Severe storms threaten 100 million from Chicago to New York
Norwalk Reflector Staff
Jun 26, 2013 at 2:07 PM
AccuWeather.com reports another show in a seemingly endless parade of severe weather will march through the Midwest into the Northeast on Wednesday, bringing damaging winds, large hail, flash flooding and even the threat for tornadoes along with it.
Cities and towns most at risk include New York City, N.Y.; Boston, Mass.; Philadelphia, Pa.; Pittsburgh, Pa.; Baltimore, Md.; Washington, D.C.; Chicago, Ill.; Nashville, Tenn.; Indianapolis, Ind. and Saint Louis, Mo.
The worst of the storms will produce damaging wind gusts as high as 70 mph, hail as large as golf balls and perhaps an isolated tornado.
Wind gusts to 70 mph can easily uproot trees, snap off large branches and bring down power lines. Sporadic power outages are possible in some areas. Winds of this strength can also damage roofs and send unsecured objects airborne.
Hail as large as golf balls can cause damage to vehicles and crops. Any people or livestock caught outside can easily be injured.
While the pattern does not favor a large outbreak of tornadoes by any means, a few short-lived twisters are possible, especially across southern Illinois, southern Indiana and western Kentucky.
The most dangerous storms are likely to fire from St. Louis into Indianapolis, Louisville and Cincinnati during the afternoon and evening hours.
If you have any plans to be out and about on Wednesday or Wednesday night, you will need to pay special attention to the weather.
Once thunderstorms develop this afternoon, they will strengthen quickly, and dangerous conditions could follow soon after.
If you expect to travel interstate 80, 70 or any other major roadways from the Midwest into the Northeast and New England, be on alert for rapidly changing weather conditions.
Dark skies ahead can signal blinding downpours, powerful winds and possible hail. If you get caught driving through this weather, pull over to a safe location, away from any trees or power poles, and wait for it to pass.

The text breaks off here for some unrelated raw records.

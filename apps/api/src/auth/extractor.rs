use axum::{
    async_trait,
    extract::FromRequestParts,
    http::{header::AUTHORIZATION, request::Parts},
};

use crate::errors::AppError;
use crate::models::user::User;
use crate::state::AppState;

const CREDENTIALS_REJECTED: &str = "Could not validate credentials";

/// The authenticated caller, resolved from `Authorization: Bearer <token>`.
///
/// The token's `sub` claim is an email; the user is re-read from the
/// identity store so tokens for deleted accounts stop working.
pub struct CurrentUser(pub User);

#[async_trait]
impl FromRequestParts<AppState> for CurrentUser {
    type Rejection = AppError;

    async fn from_request_parts(parts: &mut Parts, state: &AppState) -> Result<Self, Self::Rejection> {
        let token = bearer_token(parts)?;
        let claims = state.tokens.verify(token)?;

        let email = claims
            .get("sub")
            .and_then(|v| v.as_str())
            .ok_or_else(|| AppError::Unauthorized(CREDENTIALS_REJECTED.to_string()))?;

        let user = state
            .users
            .find_by_email(email)
            .await?
            .ok_or_else(|| AppError::Unauthorized(CREDENTIALS_REJECTED.to_string()))?;

        Ok(CurrentUser(user))
    }
}

fn bearer_token(parts: &Parts) -> Result<&str, AppError> {
    let header = parts
        .headers
        .get(AUTHORIZATION)
        .and_then(|v| v.to_str().ok())
        .ok_or_else(|| AppError::Unauthorized("Not authenticated".to_string()))?;

    let (scheme, token) = header
        .split_once(' ')
        .ok_or_else(|| AppError::Unauthorized(CREDENTIALS_REJECTED.to_string()))?;
    if !scheme.eq_ignore_ascii_case("bearer") || token.trim().is_empty() {
        return Err(AppError::Unauthorized(CREDENTIALS_REJECTED.to_string()));
    }
    Ok(token.trim())
}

A major concern across the region will be very heavy, potentially flooding rain. The storm system has had a history of flooding and producing torrential rainfall on the order of 3 to 6 inches in some communities over the Midwest.
This storm system will have the ability to produce a large area of 1-3 inches of rain, especially across areas such as Indianapolis, Ind.; Columbus, Ohio and Pittsburgh, Pa.
Flash flooding can easily become life-threatening, and given the already saturated soil across the region, it will not take much rain to cause flooding.
Current technology has advanced enough over recent years to provide ample alert of the potential for severe weather and the approach of localized severe storms. Be sure to understand the difference between a watch and a warning. A watch means that an area is being monitored for dangerous weather. A warning means that dangerous weather is imminent. When a warning is issued, there may be too little time to travel across town or across a county to escape the storm. The time to have a plan of action and move to the general vicinity of a storm shelter or safe area is when a watch is issued.
Keep in mind that lightning is one of Mother Nature's most dangerous killers. If you can hear thunder, you are close enough to the storm to be struck by lightning, even if the sun is still shining.